In the community, Lomandra multiflora and Lomandra effusa predominantly occur alongside perennial, tussock-forming native grasses, which cover 70 per cent of the area. Grasses include Austrodanthonia and Austrostipa species, and as well as Austrodanthonia tenuior and Dianella longifolia. Wildflowers and forbs include Acanthocladium dockeri, Caladenia colorata, Dodonaea procumbens, Eryngium ovinum, Swainsona behriana, Arthropodium strictum, Triptilodiscus pygmaeus, Chrysocephalum apiculatum, Convolvulus erubescens, Goodenia pinnatifida, Bulbine bulbosa, Einadia nutans, Wurmbea dioica, Velleia paradoxa, Swainsona behriana, Vittadinia gracilis and Wahlenbergia luteola.
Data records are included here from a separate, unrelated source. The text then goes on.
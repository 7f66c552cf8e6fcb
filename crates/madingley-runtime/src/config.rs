//! Model configuration.
//!
//! Every tunable of a run lives here: grid extent and realm layout, the
//! time-step unit, random-draw policy, dispersal constants, population
//! seeding, and the functional-group tables. All fields have defaults, so a
//! partial TOML or JSON document deserializes into a complete config.

use madingley_core::error::{MadingleyError, Result};
use madingley_core::functional_group::FunctionalGroupDefinitions;
use madingley_core::init::ModelInitialisation;
use madingley_core::units::TimeStepUnit;
use serde::{Deserialize, Serialize};

/// How realms are laid out across the grid.
#[derive(Debug, Clone, PartialEq, Serialize, Deserialize)]
#[serde(tag = "kind", rename_all = "snake_case")]
pub enum RealmLayout {
    AllTerrestrial,
    AllMarine,
    /// The westernmost `marine_columns` columns are ocean, the rest land.
    WestCoast { marine_columns: usize },
}

/// Ocean currents applied to every marine cell (m/s).
///
/// Each list holds one value for the whole year or twelve monthly values.
#[derive(Debug, Clone, PartialEq, Serialize, Deserialize)]
#[serde(default)]
pub struct OceanCurrents {
    pub u: Vec<f64>,
    pub v: Vec<f64>,
}

impl Default for OceanCurrents {
    fn default() -> Self {
        Self {
            u: vec![0.05],
            v: vec![0.0],
        }
    }
}

/// Grid extent and layout.
#[derive(Debug, Clone, PartialEq, Serialize, Deserialize)]
#[serde(default)]
pub struct GridConfig {
    pub num_lat_cells: usize,
    pub num_lon_cells: usize,
    /// Latitude of the southern edge of the grid (degrees).
    pub bottom_latitude: f64,
    /// Longitude of the western edge of the grid (degrees).
    pub left_longitude: f64,
    /// Edge length of a cell (degrees).
    pub cell_size: f64,
    /// Whether the eastern and western edges join.
    pub wrap_longitude: bool,
    pub realm_layout: RealmLayout,
    pub ocean_currents: OceanCurrents,
}

impl Default for GridConfig {
    fn default() -> Self {
        Self {
            num_lat_cells: 6,
            num_lon_cells: 8,
            bottom_latitude: -3.0,
            left_longitude: 0.0,
            cell_size: 1.0,
            wrap_longitude: false,
            realm_layout: RealmLayout::WestCoast { marine_columns: 2 },
            ocean_currents: OceanCurrents::default(),
        }
    }
}

/// Initial population seeding.
#[derive(Debug, Clone, PartialEq, Serialize, Deserialize)]
#[serde(default)]
pub struct SeedingConfig {
    /// Cohorts created per functional group in each matching cell.
    pub cohorts_per_group: usize,
    /// Juvenile mass as a fraction of adult mass.
    pub juvenile_fraction: f64,
}

impl Default for SeedingConfig {
    fn default() -> Self {
        Self {
            cohorts_per_group: 3,
            juvenile_fraction: 0.1,
        }
    }
}

/// Configuration for a model run.
#[derive(Debug, Clone, PartialEq, Serialize, Deserialize)]
#[serde(default)]
pub struct ModelConfig {
    pub grid: GridConfig,
    /// Length of one time step (default: month).
    pub time_step_unit: TimeStepUnit,
    /// Seed generators from entropy instead of `initialisation.random_seed`.
    pub draw_randomly: bool,
    /// Run dispersal only, without within-cell ecology.
    pub dispersal_only: bool,
    pub initialisation: ModelInitialisation,
    pub seeding: SeedingConfig,
    pub cohort_groups: FunctionalGroupDefinitions,
    pub stock_groups: FunctionalGroupDefinitions,
}

impl Default for ModelConfig {
    fn default() -> Self {
        Self {
            grid: GridConfig::default(),
            time_step_unit: TimeStepUnit::Month,
            draw_randomly: false,
            dispersal_only: false,
            initialisation: ModelInitialisation::default(),
            seeding: SeedingConfig::default(),
            cohort_groups: FunctionalGroupDefinitions::default_cohorts(),
            stock_groups: FunctionalGroupDefinitions::default_stocks(),
        }
    }
}

impl ModelConfig {
    /// Check every value a run depends on.
    pub fn validate(&self) -> Result<()> {
        let grid = &self.grid;
        if grid.num_lat_cells == 0 || grid.num_lon_cells == 0 {
            return Err(MadingleyError::invalid_config(
                "grid",
                "needs at least one row and one column",
            ));
        }
        if !(grid.cell_size.is_finite() && grid.cell_size > 0.0) {
            return Err(MadingleyError::invalid_config(
                "grid.cell_size",
                format!("must be positive, got {}", grid.cell_size),
            ));
        }
        let top = grid.bottom_latitude + grid.cell_size * grid.num_lat_cells as f64;
        if grid.bottom_latitude < -90.0 || top > 90.0 {
            return Err(MadingleyError::invalid_config(
                "grid.bottom_latitude",
                format!("grid spans {}..{}, outside -90..90", grid.bottom_latitude, top),
            ));
        }
        if let RealmLayout::WestCoast { marine_columns } = grid.realm_layout {
            if marine_columns > grid.num_lon_cells {
                return Err(MadingleyError::invalid_config(
                    "grid.realm_layout.marine_columns",
                    format!("{} exceeds {} columns", marine_columns, grid.num_lon_cells),
                ));
            }
        }
        for (field, values) in [
            ("grid.ocean_currents.u", &grid.ocean_currents.u),
            ("grid.ocean_currents.v", &grid.ocean_currents.v),
        ] {
            if !(values.len() == 1 || values.len() == 12) {
                return Err(MadingleyError::invalid_config(
                    field,
                    format!("needs 1 or 12 values, got {}", values.len()),
                ));
            }
            if values.iter().any(|v| !v.is_finite()) {
                return Err(MadingleyError::invalid_config(field, "values must be finite"));
            }
        }
        let fraction = self.seeding.juvenile_fraction;
        if !(fraction > 0.0 && fraction <= 1.0) {
            return Err(MadingleyError::invalid_config(
                "seeding.juvenile_fraction",
                format!("must be within (0.0, 1.0], got {}", fraction),
            ));
        }
        self.initialisation.dispersal.validate()
    }
}
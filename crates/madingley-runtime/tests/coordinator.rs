//! Cross-grid-cell coordinator contract tests.
//!
//! Recording doubles stand in for the registered formulation and the
//! results applier, so these tests check forwarding only.

use madingley_runtime::prelude::*;
use std::sync::{Arc, Mutex};

#[derive(Debug, Clone, PartialEq)]
struct RunCall {
    cell: CellIndex,
    grid_cells: usize,
    dispersal_only: bool,
    cohort_definitions: usize,
    stock_definitions: usize,
    current_month: Month,
}

struct RecordingProcess {
    calls: Arc<Mutex<Vec<RunCall>>>,
}

impl CrossCellProcess for RecordingProcess {
    fn name(&self) -> &str {
        BASIC_DISPERSAL
    }

    fn run(
        &mut self,
        cell: CellIndex,
        grid: &mut dyn ModelGrid,
        dispersal_only: bool,
        cohort_definitions: &FunctionalGroupDefinitions,
        stock_definitions: &FunctionalGroupDefinitions,
        current_month: Month,
    ) -> Result<()> {
        self.calls.lock().unwrap().push(RunCall {
            cell,
            grid_cells: grid.num_lat_cells() * grid.num_lon_cells(),
            dispersal_only,
            cohort_definitions: cohort_definitions as *const _ as usize,
            stock_definitions: stock_definitions as *const _ as usize,
            current_month,
        });
        Ok(())
    }
}

struct CountingApplier {
    count: u64,
    calls: Arc<Mutex<Vec<(TimeStep, bool)>>>,
}

impl CrossCellApply for CountingApplier {
    fn apply(
        &mut self,
        _grid: &mut dyn ModelGrid,
        tracker: &mut dyn ProcessTracker,
        current_time_step: TimeStep,
    ) -> Result<u64> {
        self.calls
            .lock()
            .unwrap()
            .push((current_time_step, tracker.is_tracking()));
        Ok(self.count)
    }
}

fn small_grid() -> CellGrid {
    let config = GridConfig {
        num_lat_cells: 2,
        num_lon_cells: 3,
        ..Default::default()
    };
    CellGrid::new(&config, 7, 3).unwrap()
}

#[test]
fn initialize_registers_only_basic_dispersal() {
    let mut ecology = EcologyCrossGridCell::new();
    ecology.initialize(TimeStepUnit::Month, false, &ModelInitialisation::default());

    assert!(ecology.is_initialized());
    assert_eq!(ecology.formulation_names(), vec!["Basic dispersal"]);
    assert_eq!(ecology.registry().map(FormulationRegistry::len), Some(1));
}

#[test]
fn run_forwards_every_argument() {
    let calls = Arc::new(Mutex::new(Vec::new()));
    let registry = FormulationRegistry::with_entry(
        BASIC_DISPERSAL,
        Box::new(RecordingProcess {
            calls: Arc::clone(&calls),
        }),
    );
    let mut ecology = EcologyCrossGridCell::with_parts(
        registry,
        Box::new(CountingApplier {
            count: 0,
            calls: Arc::new(Mutex::new(Vec::new())),
        }),
    );

    let mut grid = small_grid();
    let cohorts = FunctionalGroupDefinitions::default_cohorts();
    let stocks = FunctionalGroupDefinitions::default_stocks();
    ecology
        .run(CellIndex::new(1, 2), &mut grid, true, &cohorts, &stocks, 7)
        .unwrap();
    ecology
        .run(CellIndex::new(0, 0), &mut grid, false, &cohorts, &stocks, 11)
        .unwrap();

    let calls = calls.lock().unwrap();
    assert_eq!(calls.len(), 2);
    assert_eq!(
        calls[0],
        RunCall {
            cell: CellIndex::new(1, 2),
            grid_cells: 6,
            dispersal_only: true,
            cohort_definitions: &cohorts as *const _ as usize,
            stock_definitions: &stocks as *const _ as usize,
            current_month: 7,
        }
    );
    assert_eq!(calls[1].cell, CellIndex::new(0, 0));
    assert!(!calls[1].dispersal_only);
    assert_eq!(calls[1].current_month, 11);
}

#[test]
fn update_returns_the_applier_count() {
    let applied = Arc::new(Mutex::new(Vec::new()));
    let mut ecology = EcologyCrossGridCell::with_parts(
        FormulationRegistry::new(),
        Box::new(CountingApplier {
            count: 5,
            calls: Arc::clone(&applied),
        }),
    );

    let mut grid = small_grid();
    let mut tracker = CrossCellProcessTracker::new(true);
    let mut running_total = 0;
    running_total += ecology.update(&mut grid, &mut tracker, 42).unwrap();
    running_total += ecology.update(&mut grid, &mut tracker, 43).unwrap();

    assert_eq!(running_total, 10);
    assert_eq!(*applied.lock().unwrap(), vec![(42, true), (43, true)]);
}

#[test]
fn calls_before_initialize_fail() {
    let mut ecology = EcologyCrossGridCell::new();
    let mut grid = small_grid();
    let defs = FunctionalGroupDefinitions::default_cohorts();

    let err = ecology
        .run(CellIndex::new(0, 0), &mut grid, false, &defs, &defs, 0)
        .unwrap_err();
    assert!(matches!(err, MadingleyError::NotInitialized));

    let mut tracker = CrossCellProcessTracker::new(false);
    let err = ecology.update(&mut grid, &mut tracker, 0).unwrap_err();
    assert!(matches!(err, MadingleyError::NotInitialized));
}

#[test]
fn real_run_then_update_commits_what_was_staged() {
    let mut ecology = EcologyCrossGridCell::new();
    ecology.initialize(TimeStepUnit::Month, false, &ModelInitialisation::default());

    let config = GridConfig {
        num_lat_cells: 3,
        num_lon_cells: 3,
        bottom_latitude: -1.5,
        realm_layout: RealmLayout::AllTerrestrial,
        ..Default::default()
    };
    let mut grid = CellGrid::new(&config, 7, 3).unwrap();
    let centre = CellIndex::new(1, 1);
    for i in 0..40 {
        grid.cell_mut(centre)
            .unwrap()
            .add_cohort(Cohort::new(0, 0, 5.0e6, 5.0e6, 1.0, CohortId(i)));
    }

    let defs = FunctionalGroupDefinitions::default_cohorts();
    let stocks = FunctionalGroupDefinitions::default_stocks();
    for cell in grid.cell_indices() {
        ecology.run(cell, &mut grid, false, &defs, &stocks, 0).unwrap();
    }
    let staged = grid.cell(centre).unwrap().pending_dispersals().len() as u64;

    let mut tracker = CrossCellProcessTracker::new(true);
    let moved = ecology.update(&mut grid, &mut tracker, 0).unwrap();

    assert_eq!(moved, staged);
    assert_eq!(grid.total_cohorts(), 40);
    assert_eq!(grid.cell(centre).unwrap().cohort_count() as u64, 40 - moved);
    assert_eq!(tracker.total_dispersals(), moved);
}
//! Frame Adjuster
//!
//! Rewrites the client rectangle the window manager proposes while it
//! computes the non-client area. Left alone, the whole window is client
//! area (that is what removing the native frame means); the two exceptions
//! are a maximized window, where the window manager pads the frame back in,
//! and an auto-hide taskbar that needs a reachable gap.

use tracing::debug;

use crate::platform::{Platform, WindowHandle};
use crate::shared::Rect;
use crate::wm::probe;
use crate::wm::taskbar::{self, AUTO_HIDE_THICKNESS, TaskbarEdge};

/// "Redraw the whole client area" result of the client-area calculation
pub const WVR_REDRAW: isize = 0x0300;

/// Window state the adjustment depends on
#[derive(Debug, Clone, Copy, PartialEq, Eq)]
pub struct FrameState {
    pub maximized: bool,
    pub full_screen: bool,
    pub border_thickness: i32,
    /// Edge of an auto-hide taskbar, `TaskbarEdge::None` if there is none
    pub auto_hide_edge: TaskbarEdge,
}

impl FrameState {
    /// Query everything the adjustment needs, fresh for this message
    pub fn query(platform: &impl Platform, handle: WindowHandle) -> Self {
        let maximized = probe::is_maximized(platform, handle);
        let full_screen = probe::is_full_screen(platform, handle);

        let border_thickness = if maximized && !full_screen {
            probe::resize_border_thickness(platform, handle)
        } else {
            0
        };

        let auto_hide_edge = if (maximized || full_screen) && taskbar::is_auto_hide(platform) {
            taskbar::locate(platform, handle)
        } else {
            TaskbarEdge::None
        };

        Self {
            maximized,
            full_screen,
            border_thickness,
            auto_hide_edge,
        }
    }
}

/// Apply the adjustment to the proposed client rectangle in place
pub fn adjust_client_rect(rect: &mut Rect, state: &FrameState) {
    if state.maximized && !state.full_screen {
        rect.shrink(state.border_thickness);
    }

    if state.maximized || state.full_screen {
        match state.auto_hide_edge {
            TaskbarEdge::Top => rect.top += AUTO_HIDE_THICKNESS,
            TaskbarEdge::Bottom => rect.bottom -= AUTO_HIDE_THICKNESS,
            TaskbarEdge::Left => rect.left += AUTO_HIDE_THICKNESS,
            TaskbarEdge::Right => rect.right -= AUTO_HIDE_THICKNESS,
            TaskbarEdge::None => {}
        }
    }
}

/// Handle a client-area calculation and return the result code for the
/// window manager: a redraw when the calculation comes from a size change,
/// plain acceptance for a move so nothing repaints needlessly.
pub fn handle_nc_calc_size(
    platform: &impl Platform,
    handle: WindowHandle,
    calc_valid_rects: bool,
    rect: &mut Rect,
) -> isize {
    let state = FrameState::query(platform, handle);
    let proposed = *rect;
    adjust_client_rect(rect, &state);
    if *rect != proposed {
        debug!("Client rect adjusted {:?} -> {:?} ({:?})", proposed, rect, state);
    }

    if calc_valid_rects { WVR_REDRAW } else { 0 }
}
Trees and gangling shrubs are devoid to sparse and would cover less than 10 per cent of the community, in addition to being mostly associated with contiguous woodlands. The sparse tree species are Allocasuarina verticillata, Acacia pycnantha, Eucalyptus leucoxylon, Eucalyptus odorata and Eucalyptus porosa, and the few shrubs include Bursaria spinosa, Enchylaena tomentosa, Eutaxia microphylla and Maireana brevifolia. These grasslands are possibly traced from dissipated grassy woodlands, which also occur in the dispersion range of Iron-grass Natural Temperate Grassland. The region features loam to clay loam soils usually found on soft to precipitous slopes of hills and stony ridgelines.

===Animals===
Mammals, birds, reptiles, insects, spiders and other invertebrates influence the necessary ecological procedure of the grassland, with Macropus fuliginosus, Chalinolobus gouldii, Chalinolobus morio, Tadarida australis, Dromaius novaehollandiae, Aprasia pseudopulchella, Aprasia pseudopulchella, Tiliqua adelaidensis, Pedionomus torquatus and Eolophus roseicapillus being the most recorded species. The state vulnerable Ardeotis australis, Pedionomus torquatus and Trapezites luteus have also been observed in the Grassland. Birds include Cincloramphus cruralis, Corvus mellori, Pedionomus torquatus, Aquila audax, Cracticus tibicen, Ocyphaps lophotes, Phaps chalcoptera, Coturnix pectoralis and Turnix velox.